Atheism is greatly misunderstood in Kenya

Harrison Mumia who serves as the President, Atheists In Kenya during an interview at the Nation Centre in Nairobi on April 23, 2014. PHOTO/FILE

What you need to know:

  • One who does not believe in the existence of a god or supernatural being is properly designated as an atheist. Atheism is not Satanism; nor is it devil worship.
  • I believe in goodness. I believe in equality, democracy; I want poverty eradicated. I believe in a good education. I believe in hard work. But I reject the god proposition. One can live a full life, a meaningful life without the belief in an invisible sky god.

Over the past few weeks, I have received many questions regarding my position as an atheist. Most of these questions point to the fact that many Kenyans have a distorted understanding of Atheism.

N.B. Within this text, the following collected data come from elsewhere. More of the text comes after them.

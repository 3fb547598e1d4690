use std::collections::{HashMap, HashSet};
use std::sync::atomic::AtomicU64;
use std::sync::{Arc, Mutex, MutexGuard};

use tokio::runtime::Handle;
use tokio::sync::{watch, Mutex as AsyncMutex};
use tracing::{debug, info};

pub use readiness::{scan_permissions, NotReadyReason, Readiness};
use readiness::check;

use crate::config::ClientConfig;
use crate::connection::Connection;
use crate::device::Device;
use crate::ops::OperationQueue;
use crate::result::{Error, Result};
use crate::session::Session;
use crate::transport::{LinkState, Transport};
use crate::Address;

mod discovery;
mod readiness;

/// Entry point: discovers devices, hands out [`Device`] handles and tracks
/// whether Bluetooth is usable at all.
///
/// Connecting and disconnecting run on one queue shared by all devices of a
/// client; requests on an established [`Connection`](crate::Connection) run
/// on that connection's own queue.
#[derive(Clone)]
pub struct Client {
    inner: Arc<ClientInner>,
}

pub(crate) struct ClientInner {
    pub(crate) transport: Arc<dyn Transport>,
    pub(crate) config: ClientConfig,
    pub(crate) runtime: Handle,
    pub(crate) queue: OperationQueue,
    devices: Mutex<HashMap<Address, Device>>,
    connections: Mutex<HashMap<Address, Connection>>,
    // held for the whole of a connect so that concurrent ones share a link
    pub(crate) connecting: AsyncMutex<()>,
    readiness: watch::Sender<Readiness>,
    next_scan: AtomicU64,
}

impl Client {
    /// Creates a client with the default configuration. Must be called from
    /// within a tokio runtime, which will run the client's queues.
    pub fn new(transport: impl Transport) -> Result<Self> {
        Self::with_config(transport, ClientConfig::default())
    }

    pub fn with_config(transport: impl Transport, config: ClientConfig) -> Result<Self> {
        let runtime = Handle::try_current().map_err(|_| Error::NoRuntime)?;
        let transport: Arc<dyn Transport> = Arc::new(transport);

        let readiness = check(transport.as_ref(), &config);
        let (readiness, _) = watch::channel(readiness);

        Ok(Client {
            inner: Arc::new(ClientInner {
                queue: OperationQueue::new(config.queue_capacity, &runtime),
                transport,
                config,
                runtime,
                devices: Mutex::new(HashMap::new()),
                connections: Mutex::new(HashMap::new()),
                connecting: AsyncMutex::new(()),
                readiness,
                next_scan: AtomicU64::new(1),
            }),
        })
    }

    pub fn config(&self) -> &ClientConfig {
        &self.inner.config
    }

    /// Returns the device with the given address, e.g. `"01:23:45:67:89:AB"`.
    /// The same device is returned for as long as it has a live session.
    pub fn get_device(&self, address: &str) -> Result<Device> {
        let address = Address::parse(address)?;
        Ok(self.inner.device(address))
    }

    pub fn device(&self, address: Address) -> Device {
        self.inner.device(address)
    }

    /// Devices the driver reports as connected, whether or not this client
    /// connected them.
    pub fn get_connected_devices(&self) -> Result<HashSet<Device>> {
        let addresses = self.inner.transport.connected_devices()?;

        Ok(addresses
            .into_iter()
            .map(|address| self.inner.device(address))
            .collect())
    }

    /// Current readiness, recomputed now.
    pub fn readiness(&self) -> Readiness {
        self.inner.refresh_readiness()
    }

    /// Recomputes readiness and publishes it if it changed. Drivers call this
    /// when the adapter, location services or permissions change.
    pub fn refresh_readiness(&self) -> Readiness {
        self.inner.refresh_readiness()
    }

    /// Readiness now and whenever it changes.
    pub fn observe_readiness(&self) -> watch::Receiver<Readiness> {
        self.inner.refresh_readiness();
        self.inner.readiness.subscribe()
    }

    #[cfg(test)]
    pub(crate) fn cached_devices(&self) -> usize {
        self.inner.lock_devices().len()
    }
}

impl ClientInner {
    fn lock_devices(&self) -> MutexGuard<'_, HashMap<Address, Device>> {
        match self.devices.lock() {
            Ok(devices) => devices,
            Err(poisoned) => poisoned.into_inner(),
        }
    }

    pub(crate) fn device(self: &Arc<Self>, address: Address) -> Device {
        self.lock_devices()
            .entry(address)
            .or_insert_with(|| {
                debug!(%address, "new device");
                Device::new(address, self)
            })
            .clone()
    }

    /// The one session for the address of `device`, shared with whichever
    /// handle is cached for that address.
    ///
    /// A live session of the cached handle is adopted by `device`. Otherwise
    /// `device` keeps or replaces its own session and becomes the cached
    /// handle.
    pub(crate) fn session_for(self: &Arc<Self>, device: &Device) -> Arc<Session> {
        let address = device.address();
        let mut devices = self.lock_devices();

        if let Some(cached) = devices.get(&address) {
            if !cached.is_same(device) {
                let session = cached.current_session();
                if !session.is_terminated() {
                    debug!(%address, "sharing the session of the cached device");
                    device.adopt(session.clone());
                    return session;
                }
            }
        }

        let session = device.current_or_open(self);
        devices.insert(address, device.clone());
        session
    }

    pub(crate) fn live_session(&self, address: Address) -> Option<Arc<Session>> {
        self.lock_devices()
            .get(&address)
            .map(Device::current_session)
            .filter(|session| !session.is_terminated())
    }

    /// The stored connection to `address` if the driver still reports it
    /// connected.
    pub(crate) fn live_connection(&self, address: Address) -> Option<Connection> {
        let connection = self.lock_connections().get(&address).cloned()?;
        if !connection.is_connected() {
            return None;
        }

        match self.transport.connection_state(address) {
            Ok(LinkState::Connected) => Some(connection),
            _ => None,
        }
    }

    pub(crate) fn store_connection(&self, connection: Connection) {
        self.lock_connections()
            .insert(connection.address(), connection);
    }

    pub(crate) fn forget_connection(&self, address: Address) {
        self.lock_connections().remove(&address);
    }

    fn lock_connections(&self) -> MutexGuard<'_, HashMap<Address, Connection>> {
        match self.connections.lock() {
            Ok(connections) => connections,
            Err(poisoned) => poisoned.into_inner(),
        }
    }

    /// Drops the cached device for `address` once its session has ended.
    fn evict(&self, address: Address) {
        let mut devices = self.lock_devices();
        let ended = devices
            .get(&address)
            .map_or(false, |device| device.current_session().is_terminated());
        if ended {
            devices.remove(&address);
            drop(devices);
            self.forget_connection(address);
            info!(%address, "device evicted");
        }
    }

    /// A session for `address` that evicts its device when it ends.
    pub(crate) fn open_session(self: &Arc<Self>, address: Address) -> Arc<Session> {
        let session = Session::new(address, &self.runtime);
        let client = Arc::downgrade(self);
        session.set_teardown_hook(move |address| {
            if let Some(client) = client.upgrade() {
                client.evict(address);
            }
        });
        session
    }

    fn refresh_readiness(&self) -> Readiness {
        let readiness = check(self.transport.as_ref(), &self.config);
        self.readiness.send_if_modified(|current| {
            if *current == readiness {
                false
            } else {
                debug!(%readiness, "readiness changed");
                *current = readiness;
                true
            }
        });
        readiness
    }
}

impl std::fmt::Debug for Client {
    fn fmt(&self, f: &mut std::fmt::Formatter<'_>) -> std::fmt::Result {
        f.debug_struct("Client")
            .field("config", &self.inner.config)
            .field("queue", &self.inner.queue)
            .finish()
    }
}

I have also observed that Atheism, even in Kenya’s “liberal” atmosphere, is still somewhat unacceptable. I will attempt to address some common questions that have been posed to me.

So what is Atheism?

 “Theism” is defined as the “belief in a god or gods.” The prefix “a” means “without,” so the term “a-theism” literally means “without theism,” or without belief in a god or gods. Atheism, therefore, is the absence of theistic belief.

One who does not believe in the existence of a god or supernatural being is properly designated as an atheist. Atheism is not Satanism; nor is it devil worship.

Why am I an atheist?

I am an atheist because the god proposition does not add up for me. It is that simple. Any logical and rational examination of religious texts and creeds would lead one to refute the god proposition.

Having grown up in a Christian setting, I am conversant with the biblical text. A keen examination of the biblical creation story, for instance, exposes a god who is obsessed with sacrifice, is vengeful, and unreasonable. I cannot reconcile the often preached goodness of Yahweh with his murderous character in the Old Testament.

Most religious people imagine that nobody needs to question god or religious beliefs. Yet even if one was to imagine a god exists, you would have to grapple with the logic of him creating a hell of burning fire for the sinners, instead of forgiving them.

Where do I go after I die?

Well, if I get buried, I decompose. I cease existing. I stop living. Religious people like to think that we have a soul that goes to heaven or hell. I think there is no proof of such an abstract concept such as the soul, heaven and hell.

I try to make the best out of my life without expecting supernatural rewards or punishment after death. And this makes me free to explore what the world has to offer.

Where do I think the universe came from?

I am fascinated by some of the theories that explain the origin, like the big-bang theory. The evolution theory is also very compelling. I, however, do not find the creation story sufficient in explaining the universe and life’s diversity.

At best the creation story sounds like a fable, originated by illiterate Jews. A garden, a talking snake and a forbidden fruit do little to explain the origin of this amazing world.

Finally, what do I believe in, if I do not believe in a god?

I believe in goodness. I believe in equality, democracy; I want poverty eradicated. I believe in a good education. I believe in hard work. But I reject the god proposition. One can live a full life, a meaningful life without the belief in an invisible sky god.

 

Mr Mumia is the President, Atheists In Kenya.